Se detuvo. Sin volverse, dijo: «La familia Hale es una buena familia. Conozco a gente que los conoce. Eso es todo lo que diré».

Se fue.

Amara se quedó con el té.

Pensó en una buena familia. Pensó en lo que significaba esa frase cuando la única familia que había conocido era la del salón de abajo, con su retrato, su buen sofá y sus veinte años con una silla que nadie había arreglado.

Pensó en la habitación orientada al este en una casa de Kensington y en la luz limpia y pausada que entraba por ella por las mañanas.

Terminó el té. Terminó de empacar.

No se despidió de nadie más.

Cogió su bolso. Bajó las escaleras. Pasó junto al salón donde podía oír la voz de Richard, expansiva ahora con la satisfacción de un problema resuelto, el tono bajo de Diana debajo de ella, y el silencio de Jade, que era un sonido distinto.

Cruzó la puerta de entrada hacia la tarde de octubre y metió su bolso en el coche. Llamó, subió y no miró hacia la casa.

Miró la calle. La calle de Londres, específica y ordinaria, que había estado fuera de esa casa durante veintiséis años y a la que nunca se le había pedido que le importara lo que ocurría dentro.

El coche arrancó.

Pensó: ventanas diferentes.

Se permitió sentir, muy brevemente, algo pequeño y cauteloso que no era esperanza exactamente, pero que se le parecía.

Luego, cruzó las manos sobre su regazo y miró la carretera que tenía delante.

A dos millas de distancia, en una casa en Kensington con habitaciones orientadas al este, paredes gruesas y un jardín mejor cuidado de lo que nunca estuvo el de los Collins:

Marcus Hale dejó el teléfono.

James había enviado un mensaje: «Dijo que sí».
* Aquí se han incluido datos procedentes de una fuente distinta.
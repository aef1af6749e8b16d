//! Placement engine: workbench, cabinet chain, and the outside area.

use tracing::debug;

use crate::cabinet::Cabinet;
use crate::types::{Item, Location, Outcome};

/// Owns every container an item can live in and moves items between them.
#[derive(Debug)]
pub struct Workshop {
    workbench: Cabinet,
    cabinets: Vec<Cabinet>,
    outside: Cabinet,
}

impl Workshop {
    /// Build a workshop with one cabinet per capacity, in order.
    pub fn new(capacities: &[usize]) -> Self {
        let cabinets: Vec<Cabinet> = capacities.iter().map(|&c| Cabinet::bounded(c)).collect();
        debug!(
            "[SETUP] cabinets={} capacities={:?}",
            cabinets.len(),
            cabinets.iter().map(Cabinet::capacity).collect::<Vec<_>>()
        );
        Self {
            workbench: Cabinet::bounded(1),
            cabinets,
            outside: Cabinet::unbounded(),
        }
    }

    /// Put away whatever is on the workbench, then fetch `item` onto it and
    /// report where it was found.
    pub fn process(&mut self, item: Item) -> Outcome {
        if let Some(previous) = self.workbench.remove_oldest() {
            self.stow(previous);
        }
        debug_assert!(self.workbench.is_empty(), "workbench not cleared");

        let outcome = self.take(item);
        let evicted = self.workbench.insert_front(item);
        debug_assert!(evicted.is_none(), "workbench evicted an item");
        debug!("[WORK] item {item} -> {outcome:?}");
        outcome
    }

    /// Remove `item` from wherever it is stored and classify the find.
    fn take(&mut self, item: Item) -> Outcome {
        if let Some(slot) = self.outside.find(item) {
            slot.remove();
            debug!("[FIND] item {item} found outside");
            return Outcome::Outside;
        }
        for (index, cabinet) in self.cabinets.iter_mut().enumerate() {
            if let Some(slot) = cabinet.find(item) {
                slot.remove();
                debug!("[FIND] item {item} found in cabinet {}", index + 1);
                return Outcome::Cabinet(index + 1);
            }
        }
        Outcome::New
    }

    /// Cascade an item down the cabinet chain; whatever falls off the last
    /// cabinet goes outside.
    fn stow(&mut self, item: Item) {
        let mut carried = item;
        for (index, cabinet) in self.cabinets.iter_mut().enumerate() {
            match cabinet.insert_front(carried) {
                None => {
                    debug!("[STOW] item {carried} -> cabinet {}", index + 1);
                    return;
                }
                Some(evicted) => {
                    debug!(
                        "[STOW] item {carried} -> cabinet {} evicting {evicted}",
                        index + 1
                    );
                    carried = evicted;
                }
            }
        }
        let evicted = self.outside.insert_front(carried);
        debug_assert!(evicted.is_none(), "outside evicted an item");
        debug!("[STOW] item {carried} -> outside");
    }

    /// Item currently on the workbench.
    pub fn workbench(&self) -> Option<Item> {
        self.workbench.iter().next()
    }

    pub fn cabinets(&self) -> &[Cabinet] {
        &self.cabinets
    }

    pub fn outside(&self) -> &Cabinet {
        &self.outside
    }

    /// Total items held across workbench, cabinets, and outside.
    pub fn item_count(&self) -> usize {
        self.workbench.len()
            + self.outside.len()
            + self.cabinets.iter().map(Cabinet::len).sum::<usize>()
    }

    /// Where `item` currently sits, if the workshop holds it.
    #[allow(dead_code)]
    pub fn locate(&self, item: Item) -> Option<Location> {
        if self.workbench.contains(item) {
            return Some(Location::Workbench);
        }
        if let Some(index) = self.cabinets.iter().position(|c| c.contains(item)) {
            return Some(Location::Cabinet(index + 1));
        }
        self.outside.contains(item).then_some(Location::Outside)
    }
}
Lo leyó dos veces. Miró la ciudad a través de su ventana, la tarde de octubre, la calle de abajo, la forma familiar y específica del barrio en el que había vivido durante cinco años.

Pensó en una fiesta en el jardín. Un borde de rosas. Una niña de once años que miraba las cosas hermosas como la gente mira lo que espera perder.

Pensó: dijo que sí.

Pensó: ahora tengo que merecerlo.

Fue a preparar café. Tenía una reunión que organizar, una casa que preparar, una habitación que acondicionar.

Eligió la que daba al este.

Por supuesto, eligió la que daba al este.